▸ **Problem to solve**: The required answer is every line of the data containing the word "SessionId".

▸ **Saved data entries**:
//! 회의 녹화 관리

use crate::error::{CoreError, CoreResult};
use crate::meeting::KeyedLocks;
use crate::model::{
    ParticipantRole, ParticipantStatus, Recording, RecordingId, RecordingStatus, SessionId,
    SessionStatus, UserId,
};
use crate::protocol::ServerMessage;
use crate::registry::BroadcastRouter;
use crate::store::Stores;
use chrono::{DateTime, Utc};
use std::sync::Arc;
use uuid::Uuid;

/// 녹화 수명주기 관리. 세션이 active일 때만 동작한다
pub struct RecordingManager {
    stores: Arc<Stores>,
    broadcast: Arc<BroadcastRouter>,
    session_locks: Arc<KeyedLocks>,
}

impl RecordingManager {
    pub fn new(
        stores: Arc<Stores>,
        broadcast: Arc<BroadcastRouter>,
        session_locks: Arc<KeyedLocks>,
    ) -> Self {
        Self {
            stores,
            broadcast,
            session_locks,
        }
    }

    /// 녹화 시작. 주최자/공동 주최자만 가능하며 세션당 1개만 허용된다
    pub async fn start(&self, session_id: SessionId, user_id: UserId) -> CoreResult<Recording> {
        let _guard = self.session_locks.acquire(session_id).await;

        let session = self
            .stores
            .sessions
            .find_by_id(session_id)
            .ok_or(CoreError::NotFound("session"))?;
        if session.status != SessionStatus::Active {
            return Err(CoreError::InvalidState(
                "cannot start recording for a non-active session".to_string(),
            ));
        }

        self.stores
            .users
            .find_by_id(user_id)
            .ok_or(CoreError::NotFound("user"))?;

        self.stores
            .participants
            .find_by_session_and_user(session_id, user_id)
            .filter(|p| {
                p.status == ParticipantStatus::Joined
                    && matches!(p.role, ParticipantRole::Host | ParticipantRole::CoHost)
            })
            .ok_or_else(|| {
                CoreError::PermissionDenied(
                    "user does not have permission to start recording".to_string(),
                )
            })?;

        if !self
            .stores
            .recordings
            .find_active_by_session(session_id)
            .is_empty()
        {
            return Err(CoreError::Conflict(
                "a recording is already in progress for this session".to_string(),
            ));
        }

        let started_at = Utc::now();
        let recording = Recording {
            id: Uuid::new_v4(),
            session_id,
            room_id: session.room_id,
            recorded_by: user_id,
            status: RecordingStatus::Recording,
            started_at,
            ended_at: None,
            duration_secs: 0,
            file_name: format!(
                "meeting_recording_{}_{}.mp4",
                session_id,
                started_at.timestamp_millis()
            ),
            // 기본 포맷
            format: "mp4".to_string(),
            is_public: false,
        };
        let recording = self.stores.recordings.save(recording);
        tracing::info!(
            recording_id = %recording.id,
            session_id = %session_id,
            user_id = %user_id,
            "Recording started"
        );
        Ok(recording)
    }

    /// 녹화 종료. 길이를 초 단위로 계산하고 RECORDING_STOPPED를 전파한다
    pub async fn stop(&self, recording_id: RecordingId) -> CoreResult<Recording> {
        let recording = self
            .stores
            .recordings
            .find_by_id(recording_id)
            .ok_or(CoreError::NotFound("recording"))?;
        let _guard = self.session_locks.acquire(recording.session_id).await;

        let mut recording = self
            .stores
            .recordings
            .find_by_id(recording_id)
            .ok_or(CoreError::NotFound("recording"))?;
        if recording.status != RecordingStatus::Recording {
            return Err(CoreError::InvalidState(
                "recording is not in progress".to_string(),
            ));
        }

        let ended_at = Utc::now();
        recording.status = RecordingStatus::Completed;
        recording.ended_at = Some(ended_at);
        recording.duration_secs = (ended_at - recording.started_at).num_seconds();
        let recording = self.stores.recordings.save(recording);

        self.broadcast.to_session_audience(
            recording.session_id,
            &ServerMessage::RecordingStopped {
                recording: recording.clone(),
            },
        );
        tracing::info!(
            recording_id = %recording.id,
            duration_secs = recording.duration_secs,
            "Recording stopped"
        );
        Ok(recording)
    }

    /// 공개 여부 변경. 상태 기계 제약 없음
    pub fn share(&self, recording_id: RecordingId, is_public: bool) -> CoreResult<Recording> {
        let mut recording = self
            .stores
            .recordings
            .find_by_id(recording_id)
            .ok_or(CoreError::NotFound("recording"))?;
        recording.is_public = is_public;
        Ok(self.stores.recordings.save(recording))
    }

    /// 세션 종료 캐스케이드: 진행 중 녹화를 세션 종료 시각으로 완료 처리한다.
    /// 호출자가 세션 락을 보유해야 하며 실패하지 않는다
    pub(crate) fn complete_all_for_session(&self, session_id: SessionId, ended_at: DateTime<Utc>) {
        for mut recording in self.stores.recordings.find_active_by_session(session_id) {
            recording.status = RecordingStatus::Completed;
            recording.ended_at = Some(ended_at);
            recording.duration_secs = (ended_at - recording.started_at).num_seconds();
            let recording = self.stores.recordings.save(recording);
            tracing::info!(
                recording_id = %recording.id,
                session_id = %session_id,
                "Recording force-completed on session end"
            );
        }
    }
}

▸ **Task result**:
    ParticipantRole, ParticipantStatus, Recording, RecordingId, RecordingStatus, SessionId,
    pub async fn start(&self, session_id: SessionId, user_id: UserId) -> CoreResult<Recording> {
    pub(crate) fn complete_all_for_session(&self, session_id: SessionId, ended_at: DateTime<Utc>) {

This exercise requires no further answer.